The authors defined a repeat study as a local study performed after an equivalent outside study of the same modality was conducted but did not meet the criteria to be considered a completion study.
CT scan costs were determined by combining both the professional and technical component rates from the U.S. Centers for Medicare and Medicaid Services' (CMS) published rates for the state of Washington in 2009. The researchers relied on published values for radiation effective doses for each body part.
After nine patients were excluded for being nonacute transfers, 491 trauma transfer patients were included in the final study. Of these, 261 (53%) had outside radiography, 318 (65%) had CT exams, and 383 (78%) had some form of imaging that was imported into the trauma center PACS. At HMC, 331 patients (67%) went on to have radiography, while 257 (52%) had a CT study and 383 (78%) had radiography or CT (or both). Of the 318 patients who received outside CT scans, 92 (29%) also received at least one further scan at the trauma center.
Low repeat rates
There were 69 repeat local CT studies performed on 55 patients, representing 17% of all patients who had imported CT studies and 11% of all trauma transfer patients.
"Overall, patients who underwent repeat CT scans were older and more severely injured than patients who did not undergo repeat imaging," the authors wrote.
Reasons for repeat CT included the following:
- Inadequate outside CT: 36 patients (52%)
- Unknown: 21 patients (30%)
- 3D reconstructions required for surgery: nine patients (13%)
- Images inaccessible on the PACS: three patients (4.3%)
The total cost of the CT studies that were transferred for the 491 patients was $244,373.69, or $768.09 per patient. The estimated value of CT studies that were repeated at the trauma center was $20,495.95, or $84.65 per patient.
As for dose, the patients who had their CT scans imported into the trauma center had an effective dose of 11.3 mSv.
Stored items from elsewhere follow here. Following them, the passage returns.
#![allow(dead_code)]
use assert_cmd::{Command, cargo_bin_cmd};
use std::env;
use std::fs;
use std::path::PathBuf;

pub fn pres() -> Command {
    cargo_bin_cmd!("presencia")
}

/// Create a unique test DB path inside the system temp dir and remove any existing file
pub fn setup_test_db(name: &str) -> String {
    let mut path: PathBuf = env::temp_dir();
    path.push(format!("{}_presencia.sqlite", name));
    let db_path = path.to_string_lossy().to_string();
    fs::remove_file(&db_path).ok();
    db_path
}

/// Create a temporary output file path inside tempdir and ensure it's removed
pub fn temp_out(name: &str, ext: &str) -> String {
    let mut path: PathBuf = env::temp_dir();
    path.push(format!("{}_out.{}", name, ext));
    let p = path.to_string_lossy().to_string();
    fs::remove_file(&p).ok();
    p
}

/// Write a CSV extract into the temp dir and return its path
pub fn write_csv(name: &str, content: &str) -> String {
    let mut path: PathBuf = env::temp_dir();
    path.push(format!("{}_presencia.csv", name));
    let p = path.to_string_lossy().to_string();
    fs::write(&p, content).expect("write csv extract");
    p
}

pub const WORK_ORDERS_CSV: &str = "\
employee_id;order_number;operation;article;start_date;start_time;end_date;end_time;qty_produced;qty_planned
E001;OF-100;10;PIEZA-A;01/09/2025;08:00:00;01/09/2025;10:00:00;40;50
E001;OF-101;20;PIEZA-B;2025-09-01;09:00;2025-09-01;11:00;10;10
E001;OF-102;10;LIMPIEZA;2025-09-01T00:00:00;1899-12-30T13:00:00;;1899-12-30T14:00:00;;
E001;OF-103;10;PIEZA-C;01/09/2025;15:00;01/09/2025;14:00;;
E002;OF-200;10;PIEZA-A;2025-09-15;08:00;2025-09-15;12:00;100;100
";

pub const PUNCHES_CSV: &str = "\
employee_id,date,time,kind
E001,01/09/2025,07:30,E
E001,01/09/2025,16:30,S
E002,2025-09-15,08:00,in
E002,2025-09-15,16:00,out
";

/// Initialize DB and import a small dataset useful for many tests
///
/// E001 on 2025-09-01: 9h presence, jobs 08-10 and 09-11 (overlapping),
/// 1h cleaning, one inverted row.
/// E002 on 2025-09-15: 8h presence, one 4h job.
pub fn init_db_with_data(db_path: &str) {
    pres()
        .args(["--db", db_path, "--test", "init"])
        .assert()
        .success();

    let wo = write_csv(&format!("{}_wo", file_tag(db_path)), WORK_ORDERS_CSV);
    pres()
        .args(["--db", db_path, "import", "--kind", "work-orders", "--file", &wo])
        .assert()
        .success();

    let pu = write_csv(&format!("{}_pu", file_tag(db_path)), PUNCHES_CSV);
    pres()
        .args(["--db", db_path, "import", "--kind", "punches", "--file", &pu])
        .assert()
        .success();
}

fn file_tag(db_path: &str) -> String {
    PathBuf::from(db_path)
        .file_stem()
        .map(|s| s.to_string_lossy().to_string())
        .unwrap_or_else(|| "data".to_string())
}
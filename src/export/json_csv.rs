// src/export/json_csv.rs

use crate::errors::{AppError, AppResult};
use crate::export::{AuditExport, notify_export_success};
use crate::ui::messages::info;
use std::fs::File;
use std::io::Write;
use std::path::Path;

/// Export JSON pretty-printed.
pub(crate) fn export_json(rows: &[AuditExport], path: &Path) -> AppResult<()> {
    info(format!("Exporting to JSON: {}", path.display()));

    let json_data = serde_json::to_string_pretty(rows)
        .map_err(|e| AppError::Export(format!("JSON serialization error: {e}")))?;

    let mut file = File::create(path)?;
    file.write_all(json_data.as_bytes())?;

    notify_export_success("JSON", path);
    Ok(())
}

/// Export CSV (header row comes from serde field names).
pub(crate) fn export_csv(rows: &[AuditExport], path: &Path) -> AppResult<()> {
    info(format!("Exporting to CSV: {}", path.display()));

    let mut wtr = csv::Writer::from_path(path)?;

    for item in rows {
        wtr.serialize(item)?;
    }

    wtr.flush()?;

    notify_export_success("CSV", path);
    Ok(())
}
use crate::core::calculator::coverage::seconds_to_hours;
use crate::core::calculator::intervals::presence_intervals;
use crate::models::presence::{PresenceSource, PresenceSummary, PresenceTotal};
use crate::models::punch::Punch;
use chrono::NaiveDate;

/// Presence of one employee over a period.
///
/// Aggregated totals from the ERP win over punches when both exist.
/// With `bounds`, a punch pair counts when its entry falls inside them,
/// wherever its exit lands.
pub fn summarize_presence(
    employee_id: &str,
    punches: &[Punch],
    totals: &[PresenceTotal],
    bounds: Option<(NaiveDate, NaiveDate)>,
) -> PresenceSummary {
    if !totals.is_empty() {
        return PresenceSummary {
            employee_id: employee_id.to_string(),
            total_presence: totals.iter().map(|t| t.presence_hours).sum(),
            excess_hours: totals.iter().map(|t| t.excess_hours).sum(),
            holiday_hours: totals.iter().map(|t| t.holiday_hours).sum(),
            source: PresenceSource::Totals,
        };
    }

    let secs: i64 = presence_intervals(employee_id, punches)
        .iter()
        .filter(|p| match bounds {
            Some((from, to)) => {
                let day = p.span.start.date();
                day >= from && day <= to
            }
            None => true,
        })
        .map(|p| p.span.duration_seconds())
        .sum();

    PresenceSummary {
        employee_id: employee_id.to_string(),
        total_presence: seconds_to_hours(secs),
        source: PresenceSource::Punches,
        ..Default::default()
    }
}
//! Import of ERP CSV extracts into the local store.

use crate::db::log::oplog;
use crate::db::pool::DbPool;
use crate::db::queries::{insert_presence_totals, insert_punches, insert_work_orders};
use crate::errors::{AppError, AppResult};
use crate::models::presence::PresenceTotal;
use crate::models::punch::{Punch, PunchKind, PunchRow};
use crate::models::work_order::WorkOrderRecord;
use clap::ValueEnum;
use serde::de::DeserializeOwned;
use std::fs;
use std::path::Path;
use tracing::{debug, info};

#[derive(Clone, Copy, Debug, PartialEq, Eq, ValueEnum)]
pub enum ImportKind {
    WorkOrders,
    Punches,
    Presence,
}

impl ImportKind {
    pub fn as_str(&self) -> &'static str {
        match self {
            ImportKind::WorkOrders => "work-orders",
            ImportKind::Punches => "punches",
            ImportKind::Presence => "presence",
        }
    }
}

/// ERP extracts come either comma or semicolon separated.
pub fn detect_delimiter(content: &str) -> u8 {
    let header = content.lines().next().unwrap_or("");
    if header.matches(';').count() > header.matches(',').count() {
        b';'
    } else {
        b','
    }
}

/// Parse a CSV extract into typed rows. Any row that does not deserialize
/// aborts the whole read.
pub fn read_rows<T: DeserializeOwned>(content: &str) -> AppResult<Vec<T>> {
    let mut rdr = csv::ReaderBuilder::new()
        .delimiter(detect_delimiter(content))
        .trim(csv::Trim::All)
        .from_reader(content.as_bytes());

    let mut out = Vec::new();
    for row in rdr.deserialize() {
        out.push(row?);
    }
    Ok(out)
}

pub fn parse_punches(rows: Vec<PunchRow>) -> AppResult<Vec<Punch>> {
    rows.into_iter()
        .map(|r| {
            let kind =
                PunchKind::from_code(&r.kind).ok_or_else(|| AppError::InvalidPunchKind(r.kind))?;
            Ok(Punch {
                employee_id: r.employee_id,
                date: r.date,
                time: r.time,
                kind,
            })
        })
        .collect()
}

pub struct ImportLogic;

impl ImportLogic {
    /// Import one extract; all rows land in a single transaction.
    /// Returns the number of stored rows.
    pub fn import(pool: &mut DbPool, kind: ImportKind, file: &Path) -> AppResult<usize> {
        let content = fs::read_to_string(file)?;
        debug!(kind = kind.as_str(), file = %file.display(), "reading extract");

        let tx = pool.conn.transaction()?;

        let stored = match kind {
            ImportKind::WorkOrders => {
                let rows: Vec<WorkOrderRecord> = read_rows(&content)?;
                insert_work_orders(&tx, &rows)?
            }
            ImportKind::Punches => {
                let rows = parse_punches(read_rows(&content)?)?;
                insert_punches(&tx, &rows)?
            }
            ImportKind::Presence => {
                let rows: Vec<PresenceTotal> = read_rows(&content)?;
                insert_presence_totals(&tx, &rows)?
            }
        };

        oplog(
            &tx,
            "import",
            kind.as_str(),
            &format!("Imported {stored} rows from {}", file.display()),
        )?;

        tx.commit()?;

        info!(kind = kind.as_str(), stored, "extract imported");
        Ok(stored)
    }
}
use crate::db::migrate::run_pending_migrations;
use crate::errors::AppResult;
use rusqlite::Connection;
use tracing::debug;

/// Initialize the database.
/// Delegates all schema creation / upgrades to the migration engine.
pub fn init_db(conn: &Connection) -> AppResult<()> {
    let applied = run_pending_migrations(conn)?;
    debug!(applied, "database schema up to date");
    Ok(())
}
Repeat CT imaging accounted for an average additional 1.0 mSv per patient; the average effective dose from additional completion CT studies led to 4.8 mSv per transferred patient, according to the authors.
The researchers pointed to several probable reasons for the lower repeat CT rate, including HMC's policy of informing referring hospitals of minimal standards required for CT studies and the presence of an onsite radiologist who examines all incoming CT studies to determine acceptability. In addition, the institution rarely encounters CD incompatibility issues in its practice, according to the researchers.
Also, the reduction may be due to the ability to call the outside hospital and request the transmission of additional CT reconstructions after patient arrival.
Since the study was performed, HMC has reduced its use of CDs to the point where only 10% of images for its transfer patients are on the media. The goal is to eliminate CDs altogether, according to senior study author Dr. Martin Gunn, from the University of Washington.
"When [CDs] are used, they slow the process and are seen as not ideal," Gunn wrote in an email to AuntMinnie.com.
HMC's VPN is also an interim technology, Gunn added. Many radiology facilities are moving toward systems that use image transfer protocols that are compatible with the Integrating the Healthcare Enterprise (IHE) Cross-Enterprise Document Sharing (XDS) standard, rather than peer-to-peer systems such as VPNs.
And while commercial software is now available for image sharing, Gunn acknowledged that such solutions are more expensive than what HMC developed on its own. He advised sites looking at such applications to make sure they use vendor-neutral architecture, support industry-wide image sharing protocols such as IHE-XDS, and meet the newest security regulations.